Description of the task => Say how many lines of the material include "else". Give the number without any other text.

Source data =>
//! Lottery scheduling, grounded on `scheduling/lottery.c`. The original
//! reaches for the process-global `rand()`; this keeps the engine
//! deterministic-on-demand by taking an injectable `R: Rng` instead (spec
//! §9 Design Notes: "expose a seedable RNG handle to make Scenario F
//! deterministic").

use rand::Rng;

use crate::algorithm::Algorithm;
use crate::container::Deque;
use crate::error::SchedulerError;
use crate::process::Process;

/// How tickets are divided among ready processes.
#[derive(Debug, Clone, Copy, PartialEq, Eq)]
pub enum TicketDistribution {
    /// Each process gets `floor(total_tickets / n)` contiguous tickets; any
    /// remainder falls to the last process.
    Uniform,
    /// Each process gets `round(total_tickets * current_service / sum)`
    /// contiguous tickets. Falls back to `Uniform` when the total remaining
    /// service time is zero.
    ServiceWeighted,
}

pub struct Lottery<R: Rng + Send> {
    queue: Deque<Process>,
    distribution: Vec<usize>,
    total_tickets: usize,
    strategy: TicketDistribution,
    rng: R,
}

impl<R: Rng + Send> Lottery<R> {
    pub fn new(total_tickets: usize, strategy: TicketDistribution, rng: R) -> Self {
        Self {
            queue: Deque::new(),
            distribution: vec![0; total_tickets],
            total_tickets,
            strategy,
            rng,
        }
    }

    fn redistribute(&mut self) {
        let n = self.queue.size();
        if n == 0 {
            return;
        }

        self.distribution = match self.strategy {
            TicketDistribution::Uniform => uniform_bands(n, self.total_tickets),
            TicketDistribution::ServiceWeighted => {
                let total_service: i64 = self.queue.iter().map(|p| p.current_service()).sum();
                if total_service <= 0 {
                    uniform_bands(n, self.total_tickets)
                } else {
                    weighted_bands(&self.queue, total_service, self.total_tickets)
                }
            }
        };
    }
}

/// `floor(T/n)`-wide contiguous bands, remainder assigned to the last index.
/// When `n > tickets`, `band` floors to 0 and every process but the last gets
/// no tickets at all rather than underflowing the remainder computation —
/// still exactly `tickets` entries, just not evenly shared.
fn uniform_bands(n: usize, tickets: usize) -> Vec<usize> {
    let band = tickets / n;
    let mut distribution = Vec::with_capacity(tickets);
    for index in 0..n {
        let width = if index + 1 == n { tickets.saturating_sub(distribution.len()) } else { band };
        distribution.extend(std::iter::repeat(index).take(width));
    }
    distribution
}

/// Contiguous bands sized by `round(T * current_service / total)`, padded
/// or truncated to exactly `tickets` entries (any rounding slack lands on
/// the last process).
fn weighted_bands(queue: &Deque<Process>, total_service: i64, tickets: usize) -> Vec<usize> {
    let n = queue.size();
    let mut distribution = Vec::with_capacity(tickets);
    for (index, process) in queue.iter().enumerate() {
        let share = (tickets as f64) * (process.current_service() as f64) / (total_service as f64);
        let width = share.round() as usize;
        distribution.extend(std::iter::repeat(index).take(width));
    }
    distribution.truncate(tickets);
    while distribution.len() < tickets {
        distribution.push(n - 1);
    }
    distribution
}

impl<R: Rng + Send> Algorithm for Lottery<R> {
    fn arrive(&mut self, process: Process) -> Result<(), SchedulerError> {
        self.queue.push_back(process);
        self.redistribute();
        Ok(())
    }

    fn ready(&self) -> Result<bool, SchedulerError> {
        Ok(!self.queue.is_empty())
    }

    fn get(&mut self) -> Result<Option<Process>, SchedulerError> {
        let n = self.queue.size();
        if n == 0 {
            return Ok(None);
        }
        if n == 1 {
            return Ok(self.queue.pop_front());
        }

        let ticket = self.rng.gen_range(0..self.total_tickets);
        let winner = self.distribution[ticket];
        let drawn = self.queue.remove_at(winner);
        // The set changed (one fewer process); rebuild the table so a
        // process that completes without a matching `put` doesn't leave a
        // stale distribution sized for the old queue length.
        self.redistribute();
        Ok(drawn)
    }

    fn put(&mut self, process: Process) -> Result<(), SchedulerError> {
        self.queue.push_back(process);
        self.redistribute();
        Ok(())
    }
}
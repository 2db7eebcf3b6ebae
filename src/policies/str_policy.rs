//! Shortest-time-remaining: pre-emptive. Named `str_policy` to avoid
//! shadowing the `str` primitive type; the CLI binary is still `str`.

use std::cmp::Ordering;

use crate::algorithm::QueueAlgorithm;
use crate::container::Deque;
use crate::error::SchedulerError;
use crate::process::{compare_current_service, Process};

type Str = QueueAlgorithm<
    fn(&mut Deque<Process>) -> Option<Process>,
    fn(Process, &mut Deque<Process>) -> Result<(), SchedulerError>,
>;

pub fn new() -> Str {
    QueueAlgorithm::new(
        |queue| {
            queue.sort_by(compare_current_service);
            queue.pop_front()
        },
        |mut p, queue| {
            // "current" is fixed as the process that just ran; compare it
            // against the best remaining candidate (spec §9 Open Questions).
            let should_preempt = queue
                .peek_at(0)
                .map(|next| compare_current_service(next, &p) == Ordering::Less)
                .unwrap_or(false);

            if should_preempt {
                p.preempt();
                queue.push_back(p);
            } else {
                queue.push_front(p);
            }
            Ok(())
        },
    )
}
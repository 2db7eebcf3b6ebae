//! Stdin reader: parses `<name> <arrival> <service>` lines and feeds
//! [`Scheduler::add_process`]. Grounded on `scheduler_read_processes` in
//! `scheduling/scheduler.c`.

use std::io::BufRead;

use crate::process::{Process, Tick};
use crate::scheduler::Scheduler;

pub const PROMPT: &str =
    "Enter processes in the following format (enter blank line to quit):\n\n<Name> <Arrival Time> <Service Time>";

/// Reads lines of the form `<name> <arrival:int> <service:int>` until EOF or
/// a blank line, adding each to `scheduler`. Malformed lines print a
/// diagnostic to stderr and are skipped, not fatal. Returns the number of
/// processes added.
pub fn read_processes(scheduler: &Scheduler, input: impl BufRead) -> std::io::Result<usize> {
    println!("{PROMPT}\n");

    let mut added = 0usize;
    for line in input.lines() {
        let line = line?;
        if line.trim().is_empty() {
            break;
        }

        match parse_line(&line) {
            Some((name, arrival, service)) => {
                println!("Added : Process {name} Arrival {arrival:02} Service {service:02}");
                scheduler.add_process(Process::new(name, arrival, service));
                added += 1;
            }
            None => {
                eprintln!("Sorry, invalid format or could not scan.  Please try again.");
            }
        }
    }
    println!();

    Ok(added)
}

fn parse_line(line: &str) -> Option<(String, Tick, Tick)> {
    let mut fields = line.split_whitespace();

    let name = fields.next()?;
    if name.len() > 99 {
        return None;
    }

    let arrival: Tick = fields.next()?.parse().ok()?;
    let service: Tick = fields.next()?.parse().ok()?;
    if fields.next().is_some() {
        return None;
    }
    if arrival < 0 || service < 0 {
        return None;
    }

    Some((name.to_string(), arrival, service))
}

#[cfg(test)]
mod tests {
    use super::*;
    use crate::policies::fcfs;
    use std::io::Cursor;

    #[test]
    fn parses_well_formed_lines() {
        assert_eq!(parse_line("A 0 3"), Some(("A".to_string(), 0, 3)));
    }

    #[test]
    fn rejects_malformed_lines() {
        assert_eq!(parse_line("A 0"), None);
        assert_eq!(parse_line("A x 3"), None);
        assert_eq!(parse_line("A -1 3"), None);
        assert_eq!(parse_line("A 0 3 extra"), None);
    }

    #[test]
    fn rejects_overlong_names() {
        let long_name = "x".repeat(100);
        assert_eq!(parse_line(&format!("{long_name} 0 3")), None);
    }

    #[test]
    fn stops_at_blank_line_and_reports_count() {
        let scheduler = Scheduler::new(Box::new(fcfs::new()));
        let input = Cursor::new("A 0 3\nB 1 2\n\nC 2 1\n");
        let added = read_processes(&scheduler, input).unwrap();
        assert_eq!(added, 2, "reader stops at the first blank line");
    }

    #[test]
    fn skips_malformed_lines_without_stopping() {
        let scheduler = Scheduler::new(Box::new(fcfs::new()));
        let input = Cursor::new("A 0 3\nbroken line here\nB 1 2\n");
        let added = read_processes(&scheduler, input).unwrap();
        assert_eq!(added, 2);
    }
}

--

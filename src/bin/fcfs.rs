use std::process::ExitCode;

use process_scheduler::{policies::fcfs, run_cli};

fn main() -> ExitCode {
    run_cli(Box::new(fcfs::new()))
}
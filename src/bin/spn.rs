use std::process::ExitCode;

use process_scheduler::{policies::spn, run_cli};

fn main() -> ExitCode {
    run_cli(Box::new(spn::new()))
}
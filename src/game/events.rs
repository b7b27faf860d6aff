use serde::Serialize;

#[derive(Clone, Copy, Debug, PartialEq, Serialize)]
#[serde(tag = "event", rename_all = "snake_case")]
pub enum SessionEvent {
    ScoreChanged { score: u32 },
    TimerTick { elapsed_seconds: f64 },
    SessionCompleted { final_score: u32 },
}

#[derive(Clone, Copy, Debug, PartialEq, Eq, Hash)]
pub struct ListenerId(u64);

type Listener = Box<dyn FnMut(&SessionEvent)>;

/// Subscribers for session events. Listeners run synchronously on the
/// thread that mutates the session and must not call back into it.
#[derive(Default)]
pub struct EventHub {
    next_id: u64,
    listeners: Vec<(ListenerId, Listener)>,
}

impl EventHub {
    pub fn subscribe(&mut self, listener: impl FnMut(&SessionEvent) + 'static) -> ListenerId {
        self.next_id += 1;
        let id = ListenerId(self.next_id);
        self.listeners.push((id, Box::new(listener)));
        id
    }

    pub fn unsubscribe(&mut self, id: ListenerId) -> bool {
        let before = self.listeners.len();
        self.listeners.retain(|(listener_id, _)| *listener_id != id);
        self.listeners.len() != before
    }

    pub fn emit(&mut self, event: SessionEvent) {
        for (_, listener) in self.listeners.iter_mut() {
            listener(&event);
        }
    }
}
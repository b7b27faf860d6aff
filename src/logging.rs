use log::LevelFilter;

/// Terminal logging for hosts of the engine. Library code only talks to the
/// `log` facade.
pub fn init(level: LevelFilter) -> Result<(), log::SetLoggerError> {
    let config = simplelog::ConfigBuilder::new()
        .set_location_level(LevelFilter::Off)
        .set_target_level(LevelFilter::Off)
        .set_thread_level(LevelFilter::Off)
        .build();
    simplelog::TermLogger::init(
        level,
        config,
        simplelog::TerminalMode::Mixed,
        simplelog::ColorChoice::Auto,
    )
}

Reply => 3